How to complete this task: Go through the records below and copy out every line holding "address".
══════
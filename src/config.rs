//! Gateway Configuration
//!
//! Loaded from a YAML file; every section has defaults so the gateway runs
//! with no file at all (one local backend under `./data`).
//!
//! ```yaml
//! server:
//!   addr: 0.0.0.0:9000
//!   shutdown_timeout_secs: 30
//!   services: { auth: true, data: true, meta: true, registry: true }
//! backends:
//!   - name: archive
//!     kind: memory
//!     path_prefix: /archive
//!   - name: home
//!     kind: local
//!     root_path: /var/lib/sync-gateway
//!     verify_mode: required
//! auth:
//!   users:
//!     - username: alice
//!       password: sha256:2bb80d...
//! ```

use crate::auth::UserRecord;
use crate::checksum::ChecksumAlgorithm;
use crate::chunk::ChunkConfig;
use crate::domain::path::NamespacePath;
use crate::domain::ports::{Capabilities, StorageDriverRef, VerifyMode};
use crate::error::{Error, Result};
use crate::storage::{
    BackendRoute, LocalDriver, LocalDriverConfig, MemoryDriver, MemoryDriverConfig, RouteMatcher,
};
use serde::{Deserialize, Serialize};
use std::collections::HashSet;
use std::net::SocketAddr;
use std::path::{Path, PathBuf};
use std::sync::Arc;
use std::time::Duration;
use tracing::info;

// =============================================================================
// Root
// =============================================================================

/// Complete process configuration
#[derive(Debug, Clone, Default, Serialize, Deserialize)]
#[serde(default)]
pub struct GatewayConfig {
    pub server: ServerConfig,
    pub backends: Vec<BackendConfig>,
    pub chunks: ChunkSettings,
    pub auth: AuthConfig,
    pub registry: RegistrySettings,
}

impl GatewayConfig {
    /// Read and validate a YAML configuration file
    pub fn from_file(path: impl AsRef<Path>) -> Result<Self> {
        let path = path.as_ref();
        let raw = std::fs::read_to_string(path).map_err(|e| {
            Error::Configuration(format!("cannot read {}: {}", path.display(), e))
        })?;
        let config = Self::from_yaml(&raw)?;
        info!(path = %path.display(), backends = config.backends.len(), "Configuration loaded");
        Ok(config)
    }

    pub fn from_yaml(raw: &str) -> Result<Self> {
        let mut config: GatewayConfig = serde_yaml::from_str(raw)?;
        config.apply_defaults();
        config.validate()?;
        Ok(config)
    }

    /// Fill in the default backend when none is configured
    pub fn apply_defaults(&mut self) {
        if self.backends.is_empty() {
            self.backends.push(BackendConfig::default());
        }
    }

    pub fn validate(&self) -> Result<()> {
        self.server.socket_addr()?;
        if self.backends.is_empty() {
            return Err(Error::Configuration("at least one backend is required".into()));
        }
        let mut names = HashSet::new();
        for backend in &self.backends {
            if !names.insert(backend.name.as_str()) {
                return Err(Error::Configuration(format!(
                    "duplicate backend name: {}",
                    backend.name
                )));
            }
            backend.matcher()?;
        }
        if self.chunks.sweep_interval_secs == 0 {
            return Err(Error::Configuration("chunks.sweep_interval_secs must be > 0".into()));
        }
        if self.registry.node_id.is_empty() || self.registry.role.is_empty() {
            return Err(Error::Configuration("registry.node_id and registry.role are required".into()));
        }
        Ok(())
    }
}

// =============================================================================
// Server
// =============================================================================

/// HTTP listener settings
#[derive(Debug, Clone, Serialize, Deserialize)]
#[serde(default)]
pub struct ServerConfig {
    /// Bind address
    pub addr: String,
    /// Grace period for in-flight requests once shutdown starts
    pub shutdown_timeout_secs: u64,
    pub services: ServicesConfig,
    pub cors: CorsConfig,
}

impl Default for ServerConfig {
    fn default() -> Self {
        Self {
            addr: "0.0.0.0:9000".to_string(),
            shutdown_timeout_secs: 30,
            services: ServicesConfig::default(),
            cors: CorsConfig::default(),
        }
    }
}

impl ServerConfig {
    pub fn socket_addr(&self) -> Result<SocketAddr> {
        self.addr
            .parse()
            .map_err(|e| Error::Configuration(format!("invalid server address {}: {}", self.addr, e)))
    }

    pub fn shutdown_timeout(&self) -> Duration {
        Duration::from_secs(self.shutdown_timeout_secs)
    }
}

/// Route groups mounted under `/api/v1`; `/health` and `/metrics` are always on
#[derive(Debug, Clone, PartialEq, Eq, Serialize, Deserialize)]
#[serde(default)]
pub struct ServicesConfig {
    /// `/auth/token`
    pub auth: bool,
    /// `/data/*` and `/transfers/*`
    pub data: bool,
    /// `/meta/*`
    pub meta: bool,
    /// `/registry/*`
    pub registry: bool,
}

impl Default for ServicesConfig {
    fn default() -> Self {
        Self {
            auth: true,
            data: true,
            meta: true,
            registry: true,
        }
    }
}

/// Cross-origin settings; `*` allows any
#[derive(Debug, Clone, Serialize, Deserialize)]
#[serde(default)]
pub struct CorsConfig {
    pub enabled: bool,
    pub allowed_origins: Vec<String>,
    pub allowed_methods: Vec<String>,
    pub allowed_headers: Vec<String>,
}

impl Default for CorsConfig {
    fn default() -> Self {
        Self {
            enabled: true,
            allowed_origins: vec!["*".to_string()],
            allowed_methods: ["GET", "PUT", "POST", "DELETE", "OPTIONS"]
                .iter()
                .map(|m| m.to_string())
                .collect(),
            allowed_headers: vec!["*".to_string()],
        }
    }
}

// =============================================================================
// Backends
// =============================================================================

#[derive(Debug, Clone, Copy, PartialEq, Eq, Serialize, Deserialize)]
#[serde(rename_all = "lowercase")]
pub enum BackendKind {
    /// Filesystem tree with sidecar metadata
    Local,
    /// In-memory row table
    Memory,
}

/// One storage backend and the requests it serves
#[derive(Debug, Clone, Serialize, Deserialize)]
#[serde(default)]
pub struct BackendConfig {
    pub name: String,
    pub kind: BackendKind,
    /// Root directory for `local` backends
    pub root_path: PathBuf,
    /// Temporary upload directory for `local` backends
    pub temporary_path: Option<PathBuf>,
    pub sync_writes: bool,
    /// Serve only this path prefix
    pub path_prefix: Option<String>,
    /// Serve only these users
    pub users: Vec<String>,
    pub checksum_algorithm: ChecksumAlgorithm,
    pub verify_mode: VerifyMode,
    pub create_home_dir: bool,
    /// Largest accepted file, 0 for unlimited
    pub max_file_size: u64,
}

impl Default for BackendConfig {
    fn default() -> Self {
        Self {
            name: "local".to_string(),
            kind: BackendKind::Local,
            root_path: PathBuf::from("./data/local"),
            temporary_path: None,
            sync_writes: false,
            path_prefix: None,
            users: Vec::new(),
            checksum_algorithm: ChecksumAlgorithm::Sha256,
            verify_mode: VerifyMode::IfPresent,
            create_home_dir: true,
            max_file_size: 0,
        }
    }
}

impl BackendConfig {
    pub fn capabilities(&self) -> Capabilities {
        Capabilities {
            create_home_dir: self.create_home_dir,
            verify_mode: self.verify_mode,
            checksum_algorithm: self.checksum_algorithm,
            max_file_size: self.max_file_size,
        }
    }

    /// Routing rule for this backend; prefix and user filters cannot be combined
    pub fn matcher(&self) -> Result<RouteMatcher> {
        match (&self.path_prefix, self.users.is_empty()) {
            (Some(_), false) => Err(Error::Configuration(format!(
                "backend {}: path_prefix and users are mutually exclusive",
                self.name
            ))),
            (Some(prefix), true) => {
                let prefix = NamespacePath::parse(prefix).map_err(|e| {
                    Error::Configuration(format!("backend {}: {}", self.name, e))
                })?;
                Ok(RouteMatcher::PathPrefix(prefix))
            }
            (None, false) => Ok(RouteMatcher::Users(self.users.clone())),
            (None, true) => Ok(RouteMatcher::Any),
        }
    }

    /// Instantiate the driver and its route
    pub async fn build_route(&self) -> Result<BackendRoute> {
        let driver: StorageDriverRef = match self.kind {
            BackendKind::Local => Arc::new(
                LocalDriver::with_config(LocalDriverConfig {
                    name: self.name.clone(),
                    root_path: self.root_path.clone(),
                    temporary_path: self.temporary_path.clone(),
                    sync_writes: self.sync_writes,
                    capabilities: self.capabilities(),
                })
                .await?,
            ),
            BackendKind::Memory => Arc::new(MemoryDriver::with_config(MemoryDriverConfig {
                name: self.name.clone(),
                capabilities: self.capabilities(),
            })),
        };
        Ok(BackendRoute::new(self.matcher()?, driver))
    }
}

// =============================================================================
// Chunked Transfers
// =============================================================================

#[derive(Debug, Clone, Serialize, Deserialize)]
#[serde(default)]
pub struct ChunkSettings {
    pub staging_dir: PathBuf,
    pub inactivity_window_secs: u64,
    pub sweep_interval_secs: u64,
    pub max_chunk_size: u64,
    pub max_chunks: u32,
}

impl Default for ChunkSettings {
    fn default() -> Self {
        let defaults = ChunkConfig::default();
        Self {
            staging_dir: defaults.staging_dir,
            inactivity_window_secs: defaults.inactivity_window.as_secs(),
            sweep_interval_secs: defaults.sweep_interval.as_secs(),
            max_chunk_size: defaults.max_chunk_size,
            max_chunks: defaults.max_chunks,
        }
    }
}

impl ChunkSettings {
    pub fn to_chunk_config(&self) -> ChunkConfig {
        ChunkConfig {
            staging_dir: self.staging_dir.clone(),
            inactivity_window: Duration::from_secs(self.inactivity_window_secs),
            sweep_interval: Duration::from_secs(self.sweep_interval_secs),
            max_chunk_size: self.max_chunk_size,
            max_chunks: self.max_chunks,
        }
    }
}

// =============================================================================
// Authentication
// =============================================================================

#[derive(Debug, Clone, Serialize, Deserialize)]
#[serde(default)]
pub struct AuthConfig {
    pub users: Vec<UserRecord>,
    /// Lifetime of issued tokens
    pub token_ttl_secs: u64,
}

impl Default for AuthConfig {
    fn default() -> Self {
        Self {
            users: Vec::new(),
            token_ttl_secs: 3600,
        }
    }
}

// =============================================================================
// Registry
// =============================================================================

#[derive(Debug, Clone, Serialize, Deserialize)]
#[serde(default)]
pub struct RegistrySettings {
    /// Id this process registers under
    pub node_id: String,
    pub role: String,
    /// Address advertised to peers, defaults to the server address
    pub advertise_host: Option<String>,
    pub heartbeat_interval_secs: u64,
    /// Peers silent for longer than this are expired
    pub max_heartbeat_age_secs: u64,
}

impl Default for RegistrySettings {
    fn default() -> Self {
        Self {
            node_id: "gateway-1".to_string(),
            role: "gateway".to_string(),
            advertise_host: None,
            heartbeat_interval_secs: 10,
            max_heartbeat_age_secs: 30,
        }
    }
}

#[cfg(test)]
mod tests {
    use super::*;
    use crate::domain::ports::StorageDriver;
    use assert_matches::assert_matches;

    #[test]
    fn test_empty_file_gets_defaults() {
        let config = GatewayConfig::from_yaml("{}").unwrap();
        assert_eq!(config.backends.len(), 1);
        assert_eq!(config.backends[0].kind, BackendKind::Local);
        assert_eq!(config.server.socket_addr().unwrap().port(), 9000);
        assert_eq!(config.auth.token_ttl_secs, 3600);
    }

    #[test]
    fn test_parse_backends() {
        let yaml = r#"
backends:
  - name: archive
    kind: memory
    path_prefix: /archive
  - name: vip
    kind: memory
    users: [alice]
    verify_mode: required
    checksum_algorithm: sha512
  - name: home
    root_path: /tmp/home
auth:
  users:
    - username: alice
      password: pw
"#;
        let config = GatewayConfig::from_yaml(yaml).unwrap();
        assert_eq!(config.backends.len(), 3);
        assert_matches!(config.backends[0].matcher().unwrap(), RouteMatcher::PathPrefix(_));
        assert_matches!(config.backends[1].matcher().unwrap(), RouteMatcher::Users(u) if u == vec!["alice"]);
        assert_eq!(config.backends[1].verify_mode, VerifyMode::Required);
        assert_eq!(config.backends[1].checksum_algorithm, ChecksumAlgorithm::Sha512);
        assert_matches!(config.backends[2].matcher().unwrap(), RouteMatcher::Any);
        assert_eq!(config.auth.users[0].username, "alice");
    }

    #[test]
    fn test_server_settings() {
        let config = GatewayConfig::from_yaml("{}").unwrap();
        assert_eq!(config.server.shutdown_timeout(), Duration::from_secs(30));
        assert_eq!(config.server.services, ServicesConfig::default());

        let yaml = "server:\n  shutdown_timeout_secs: 5\n  services:\n    registry: false\n";
        let config = GatewayConfig::from_yaml(yaml).unwrap();
        assert_eq!(config.server.shutdown_timeout(), Duration::from_secs(5));
        assert!(!config.server.services.registry);
        assert!(config.server.services.meta);
    }

    #[test]
    fn test_invalid_configs() {
        let duplicate = "backends:\n  - name: a\n    kind: memory\n  - name: a\n    kind: memory\n";
        assert_matches!(GatewayConfig::from_yaml(duplicate), Err(Error::Configuration(_)));

        let exclusive = "backends:\n  - name: a\n    kind: memory\n    path_prefix: /x\n    users: [bob]\n";
        assert_matches!(GatewayConfig::from_yaml(exclusive), Err(Error::Configuration(_)));

        let bad_addr = "server:\n  addr: nowhere\n";
        assert_matches!(GatewayConfig::from_yaml(bad_addr), Err(Error::Configuration(_)));

        assert_matches!(GatewayConfig::from_yaml("backends: 7"), Err(Error::YamlParse(_)));
    }

    #[tokio::test]
    async fn test_build_local_route() {
        let tmp = tempfile::TempDir::new().unwrap();
        let backend = BackendConfig {
            name: "disk".to_string(),
            root_path: tmp.path().to_path_buf(),
            ..Default::default()
        };
        let route = backend.build_route().await.unwrap();
        assert_eq!(route.name, "disk");
        assert!(route.driver.health_check().await.unwrap());
    }
}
══════
Response box:
    /// Bind address
            .map_err(|e| Error::Configuration(format!("invalid server address {}: {}", self.addr, e)))
    /// Address advertised to peers, defaults to the server address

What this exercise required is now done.